There is a significant context to consider for a device that has a place on both the U.S. and European markets. The FDA’s 2017 guidance for when to file a new regulatory submission for a 510(k) device is perhaps the most important of these, as it applies to hardware-only devices and to the non-software components of devices that incorporate both hardware and software.

One of the more important points to bear in mind regarding the FDA guidance is that any change that could significantly affect the safety or effectiveness may require a new 510(k), which applies even if the change is intended to “significantly improve clinical outcomes.” The FDA’s 2017 software changes guidance is also relevant, given that MDCG 2020-3 makes a point of declaring that any change to an algorithm that affects the operating principle or the control of the device would constitute a significant change.
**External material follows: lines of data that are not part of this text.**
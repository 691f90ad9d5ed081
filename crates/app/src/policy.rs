// Copyright 2025 Crrow
//
// Licensed under the Apache License, Version 2.0 (the "License");
// you may not use this file except in compliance with the License.
// You may obtain a copy of the License at
//
//      http://www.apache.org/licenses/LICENSE-2.0
//
// Unless required by applicable law or agreed to in writing, software
// distributed under the License is distributed on an "AS IS" BASIS,
// WITHOUT WARRANTIES OR CONDITIONS OF ANY KIND, either express or implied.
// See the License for the specific language governing permissions and
// limitations under the License.

//! Decides, at exit time, whether the driver waits for a running iteration.

use std::time::Duration;

use serde::{Deserialize, Serialize};
use smart_default::SmartDefault;
use strum_macros::{Display, EnumString};

/// Configured shutdown behaviour.
#[derive(
    Debug, Clone, Copy, PartialEq, Eq, Serialize, Deserialize, SmartDefault, Display, EnumString,
)]
#[serde(rename_all = "snake_case")]
#[strum(serialize_all = "snake_case")]
pub enum ShutdownStrategy {
    /// Always request a finish and wait up to the finish timeout.
    AlwaysWait,
    /// Never wait for a busy worker; detach it right away.
    NeverWait,
    /// Wait only when the current iteration is far enough along.
    #[default]
    WhenNearlyDone,
}

/// What the driver does with the worker once the user asked to exit.
#[derive(Debug, Clone, Copy, PartialEq, Eq, Display)]
#[strum(serialize_all = "snake_case")]
pub enum ShutdownAction {
    /// Request a finish and join, detaching only on timeout.
    RequestFinish,
    /// Request a finish without waiting and detach a busy worker.
    Abandon,
}

#[derive(Debug, Clone, Copy, PartialEq)]
pub struct ShutdownPolicy {
    strategy:          ShutdownStrategy,
    nearly_done_ratio: f64,
    finish_timeout:    Duration,
}

impl ShutdownPolicy {
    pub const fn new(
        strategy: ShutdownStrategy,
        nearly_done_ratio: f64,
        finish_timeout: Duration,
    ) -> Self {
        Self {
            strategy,
            nearly_done_ratio,
            finish_timeout,
        }
    }

    pub const fn strategy(&self) -> ShutdownStrategy { self.strategy }

    pub const fn finish_timeout(&self) -> Duration { self.finish_timeout }

    /// Progress from which a busy worker counts as nearly done: the ratio of
    /// `total_steps`, rounded up.
    #[allow(
        clippy::cast_precision_loss,
        clippy::cast_possible_truncation,
        clippy::cast_sign_loss
    )]
    pub fn threshold(&self, total_steps: u64) -> u64 {
        let ratio = self.nearly_done_ratio.clamp(0.0, 1.0);
        (ratio * total_steps as f64).ceil() as u64
    }

    /// An idle worker is always finished cleanly, since it leaves its sleep
    /// at once.
    pub fn decide(&self, busy: bool, progress: u64, total_steps: u64) -> ShutdownAction {
        if !busy {
            return ShutdownAction::RequestFinish;
        }
        match self.strategy {
            ShutdownStrategy::AlwaysWait => ShutdownAction::RequestFinish,
            ShutdownStrategy::NeverWait => ShutdownAction::Abandon,
            ShutdownStrategy::WhenNearlyDone if progress >= self.threshold(total_steps) => {
                ShutdownAction::RequestFinish
            }
            ShutdownStrategy::WhenNearlyDone => ShutdownAction::Abandon,
        }
    }
}
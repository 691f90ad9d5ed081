// Copyright 2025 Crrow
//
// Licensed under the Apache License, Version 2.0 (the "License");
// you may not use this file except in compliance with the License.
// You may obtain a copy of the License at
//
//      http://www.apache.org/licenses/LICENSE-2.0
//
// Unless required by applicable law or agreed to in writing, software
// distributed under the License is distributed on an "AS IS" BASIS,
// WITHOUT WARRANTIES OR CONDITIONS OF ANY KIND, either express or implied.
// See the License for the specific language governing permissions and
// limitations under the License.

//! Line-oriented control of the running application.
//!
//! Producers (a reader thread over any [`BufRead`] and the Ctrl-C handler)
//! forward [`Command`]s over a crossbeam channel to the driver loop.

use std::{
    io::BufRead,
    sync::atomic::{AtomicU32, Ordering},
    thread,
    time::Duration,
};

use crossbeam::channel::{Receiver, RecvTimeoutError, Sender, unbounded};
use snafu::ResultExt;
use strum_macros::Display;

use crate::err::{AppError, InstallSignalHandlerSnafu, SpawnInputSnafu};

#[derive(Debug, Clone, Copy, PartialEq, Eq, Display)]
#[strum(serialize_all = "snake_case")]
pub enum Command {
    /// Skip the rest of the worker's current sleep.
    Wake,
    /// Log the worker's state.
    Status,
    /// Stop the application.
    Finish,
}

impl Command {
    /// `wake`/`w` and `status`/`s`, case-insensitive. Any other line,
    /// including an empty one, means finish.
    pub fn parse(line: &str) -> Self {
        match line.trim().to_ascii_lowercase().as_str() {
            "wake" | "w" => Self::Wake,
            "status" | "s" => Self::Status,
            _ => Self::Finish,
        }
    }
}

/// Sending half, cloned into every command producer.
pub type CommandSender = Sender<Command>;

/// Receiving half, owned by the driver.
#[derive(Debug)]
pub struct Commands {
    rx: Receiver<Command>,
}

/// Creates a connected sender and receiver.
pub fn channel() -> (CommandSender, Commands) {
    let (tx, rx) = unbounded();
    (tx, Commands { rx })
}

impl Commands {
    /// Waits up to `timeout` for the next command. `None` on timeout; once
    /// every sender is gone this yields [`Command::Finish`].
    pub fn recv_timeout(&self, timeout: Duration) -> Option<Command> {
        match self.rx.recv_timeout(timeout) {
            Ok(command) => Some(command),
            Err(RecvTimeoutError::Timeout) => None,
            Err(RecvTimeoutError::Disconnected) => Some(Command::Finish),
        }
    }
}

/// Reads commands line by line from `reader` on a detached thread. End of
/// input or a read error sends [`Command::Finish`].
pub fn spawn_line_reader<R>(reader: R, tx: CommandSender) -> Result<(), AppError>
where
    R: BufRead + Send + 'static,
{
    thread::Builder::new()
        .name("command-reader".to_string())
        .spawn(move || read_lines(reader, &tx))
        .context(SpawnInputSnafu)?;
    Ok(())
}

fn read_lines<R: BufRead>(reader: R, tx: &CommandSender) {
    for line in reader.lines() {
        let command = match line {
            Ok(line) => Command::parse(&line),
            Err(e) => {
                tracing::warn!(error = %e, "Failed to read command input");
                Command::Finish
            }
        };
        if tx.send(command).is_err() || command == Command::Finish {
            return;
        }
    }
    let _ = tx.send(Command::Finish);
}

/// Exit status of a process killed by SIGINT.
const INTERRUPTED_EXIT_CODE: i32 = 130;

/// Counts interrupts: the first asks for a graceful finish, any later one
/// means the user no longer wants to wait.
#[derive(Debug)]
struct Interrupts {
    tx:       CommandSender,
    received: AtomicU32,
}

impl Interrupts {
    /// Returns `true` when the process should exit immediately.
    fn on_interrupt(&self) -> bool {
        if self.received.fetch_add(1, Ordering::SeqCst) > 0 {
            return true;
        }
        let _ = self.tx.send(Command::Finish);
        false
    }
}

/// The first Ctrl-C sends [`Command::Finish`]; a second one exits the process
/// at once, even while the driver waits for the worker. Can only be installed
/// once per process.
pub fn install_ctrlc(tx: CommandSender) -> Result<(), AppError> {
    let interrupts = Interrupts {
        tx,
        received: AtomicU32::new(0),
    };
    ctrlc::set_handler(move || {
        if interrupts.on_interrupt() {
            tracing::warn!("Received Ctrl+C again, exiting without waiting");
            std::process::exit(INTERRUPTED_EXIT_CODE);
        }
        tracing::info!("Received Ctrl+C signal, press again to exit immediately");
    })
    .context(InstallSignalHandlerSnafu)
}
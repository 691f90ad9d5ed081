// Copyright 2025 Crrow
//
// Licensed under the Apache License, Version 2.0 (the "License");
// you may not use this file except in compliance with the License.
// You may obtain a copy of the License at
//
//      http://www.apache.org/licenses/LICENSE-2.0
//
// Unless required by applicable law or agreed to in writing, software
// distributed under the License is distributed on an "AS IS" BASIS,
// WITHOUT WARRANTIES OR CONDITIONS OF ANY KIND, either express or implied.
// See the License for the specific language governing permissions and
// limitations under the License.

//! The `sleepy` application: one countdown worker driven by line commands.
//!
//! [`App::run`] spawns the worker thread, serves [`Command`]s until a finish
//! is asked for (or the worker stops by itself), then applies the configured
//! [`ShutdownPolicy`] to either wait for the running iteration or detach it.

pub mod config;
pub mod err;
pub mod input;
pub mod job;
pub mod policy;

use std::{
    sync::atomic::{AtomicBool, Ordering},
    time::Duration,
};

pub use config::AppConfig;
pub use err::{AppError, ConfigError};
pub use input::{Command, CommandSender, Commands};
pub use job::CountdownJob;
pub use policy::{ShutdownAction, ShutdownPolicy, ShutdownStrategy};
use sleepy_common_worker::{Shutdown, WorkerThread};
use tracing::{error, info, warn};

/// How often the driver checks whether the worker stopped on its own while
/// no command arrives.
const POLL_INTERVAL: Duration = Duration::from_millis(250);

/// Represents the main application with lifecycle management
#[derive(Debug)]
pub struct App {
    /// Application configuration
    pub config: AppConfig,
    /// Set while [`App::run`] serves commands
    running:    AtomicBool,
}

/// Outcome of one [`App::run`].
#[derive(Debug)]
pub struct AppReport {
    /// What the shutdown policy chose.
    pub action:   ShutdownAction,
    /// Worker progress when the decision was made.
    pub progress: u64,
    /// Whether the worker thread was joined or detached.
    pub shutdown: Shutdown,
}

impl App {
    pub fn new(config: AppConfig) -> Self {
        Self {
            config,
            running: AtomicBool::new(false),
        }
    }

    /// Check if the application is serving commands
    #[must_use]
    pub fn is_running(&self) -> bool { self.running.load(Ordering::SeqCst) }

    /// Run until `commands` yields [`Command::Finish`], then release the
    /// worker according to the shutdown policy.
    pub fn run(&self, commands: &Commands) -> Result<AppReport, AppError> {
        let job = CountdownJob::from(&self.config.job);
        let total_steps = job.steps();
        let worker = WorkerThread::spawn(&self.config.worker_config(), job)?;
        info!(
            worker = worker.name(),
            interval = ?self.config.worker.interval,
            steps = total_steps,
            "Application started, commands: wake | status | anything else to exit"
        );

        self.running.store(true, Ordering::SeqCst);
        serve(&worker, commands);
        self.running.store(false, Ordering::SeqCst);

        let policy = self.config.shutdown.policy();
        let busy = worker.is_busy();
        let progress = worker.progress();
        let action = policy.decide(busy, progress, total_steps);
        info!(
            worker = worker.name(),
            busy,
            progress,
            strategy = %policy.strategy(),
            %action,
            "Shutting down"
        );

        let shutdown = match action {
            ShutdownAction::RequestFinish => worker.finish(policy.finish_timeout()),
            ShutdownAction::Abandon => worker.abandon(),
        };
        log_shutdown(&shutdown);

        Ok(AppReport {
            action,
            progress,
            shutdown,
        })
    }
}

fn serve(worker: &WorkerThread, commands: &Commands) {
    loop {
        match commands.recv_timeout(POLL_INTERVAL) {
            Some(Command::Wake) => {
                if worker.wake_up() {
                    info!(worker = worker.name(), "Woke up worker");
                } else {
                    warn!(worker = worker.name(), "Worker is not alive, nothing to wake");
                }
            }
            Some(Command::Status) => info!(
                worker = worker.name(),
                busy = worker.is_busy(),
                progress = worker.progress(),
                "Status"
            ),
            Some(Command::Finish) => return,
            None if worker.is_finished() => {
                warn!(worker = worker.name(), "Worker stopped on its own");
                return;
            }
            None => {}
        }
    }
}

fn log_shutdown(shutdown: &Shutdown) {
    match shutdown {
        Shutdown::Joined(Ok(exit)) => info!(
            iterations = exit.iterations,
            failures = exit.failures,
            "Worker joined"
        ),
        Shutdown::Joined(Err(e)) => error!(error = %e, "Worker joined after a fatal error"),
        Shutdown::Panicked => error!("Worker thread panicked"),
        Shutdown::Detached => warn!("Worker did not finish in time, detached"),
    }
}

#[cfg(test)]
mod tests {
    use std::thread;

    use sleepy_common_telemetry::logging::init_default_ut_logging;

    use super::*;

    fn config(steps: u64, step: Duration, strategy: ShutdownStrategy) -> AppConfig {
        let mut config = AppConfig::default();
        config.worker.interval = Duration::from_secs(60);
        config.job.steps = steps;
        config.job.step = step;
        config.shutdown.strategy = strategy;
        config.shutdown.finish_timeout = Duration::from_secs(5);
        config
    }

    fn run_with(app: &App, script: impl FnOnce(&CommandSender) + Send + 'static) -> AppReport {
        let (tx, commands) = input::channel();
        let driver = thread::spawn(move || script(&tx));
        let report = app.run(&commands).unwrap();
        driver.join().unwrap();
        report
    }

    #[test]
    fn test_finish_while_idle_joins() {
        init_default_ut_logging();
        let app = config(2, Duration::from_millis(1), ShutdownStrategy::NeverWait).open();

        let report = run_with(&app, |tx| {
            thread::sleep(Duration::from_millis(100));
            tx.send(Command::Status).unwrap();
            tx.send(Command::Wake).unwrap();
            thread::sleep(Duration::from_millis(200));
            tx.send(Command::Finish).unwrap();
        });

        assert_eq!(report.action, ShutdownAction::RequestFinish);
        match report.shutdown {
            Shutdown::Joined(Ok(exit)) => assert_eq!(exit.iterations, 2),
            other => panic!("expected a clean join, got {other:?}"),
        }
        assert!(!app.is_running());
    }

    #[test]
    fn test_never_wait_detaches_busy_worker() {
        init_default_ut_logging();
        let app = config(1_000, Duration::from_millis(2), ShutdownStrategy::NeverWait).open();

        let report = run_with(&app, |tx| {
            thread::sleep(Duration::from_millis(50));
            tx.send(Command::Finish).unwrap();
        });

        assert_eq!(report.action, ShutdownAction::Abandon);
        assert!(report.shutdown.is_detached());
        assert!(report.progress < 1_000);
    }

    #[test]
    fn test_always_wait_joins_busy_worker() {
        init_default_ut_logging();
        let app = config(10, Duration::from_millis(10), ShutdownStrategy::AlwaysWait).open();

        let report = run_with(&app, |tx| {
            thread::sleep(Duration::from_millis(30));
            tx.send(Command::Finish).unwrap();
        });

        assert_eq!(report.action, ShutdownAction::RequestFinish);
        assert!(report.shutdown.is_joined());
    }

    #[test]
    fn test_disconnected_input_finishes() {
        init_default_ut_logging();
        let app = config(1, Duration::from_millis(1), ShutdownStrategy::WhenNearlyDone).open();

        let report = run_with(&app, |_tx| {
            thread::sleep(Duration::from_millis(100));
        });

        assert_eq!(report.action, ShutdownAction::RequestFinish);
        assert!(report.shutdown.is_joined());
    }
}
This drawn-out transition period for the MDR … may force companies to make some difficult decisions about inventory.

The same can be said for any change that might alter the diagnosis or the delivery of therapy, and thus any artificial intelligence (AI) or machine learning (ML) algorithms are especially susceptible to a problem with significant changes. It is also important to point out that a change of the computer operating system (OS) would not be a significant change unless the software in question has to be modified to account for the OS switch.

This drawn-out transition period for the MDR – and the In Vitro Diagnostic Regulation (IVDR) as well – may force companies to make some difficult decisions about inventory, particularly given that obtaining a new MDR certificate is going to be challenging. One example of this is whether it makes sense to alter a class II device for the U.S. market if you have to maintain two versions of the device to avoid being temporarily forced out of the EU market. The FDA will typically turn around your new 510(k) application within 90 days, but things are moving much more slowly in the EU. Whatever you decide, it’s best to know in advance what a modification will do to your access to the EU market before making those changes, not after.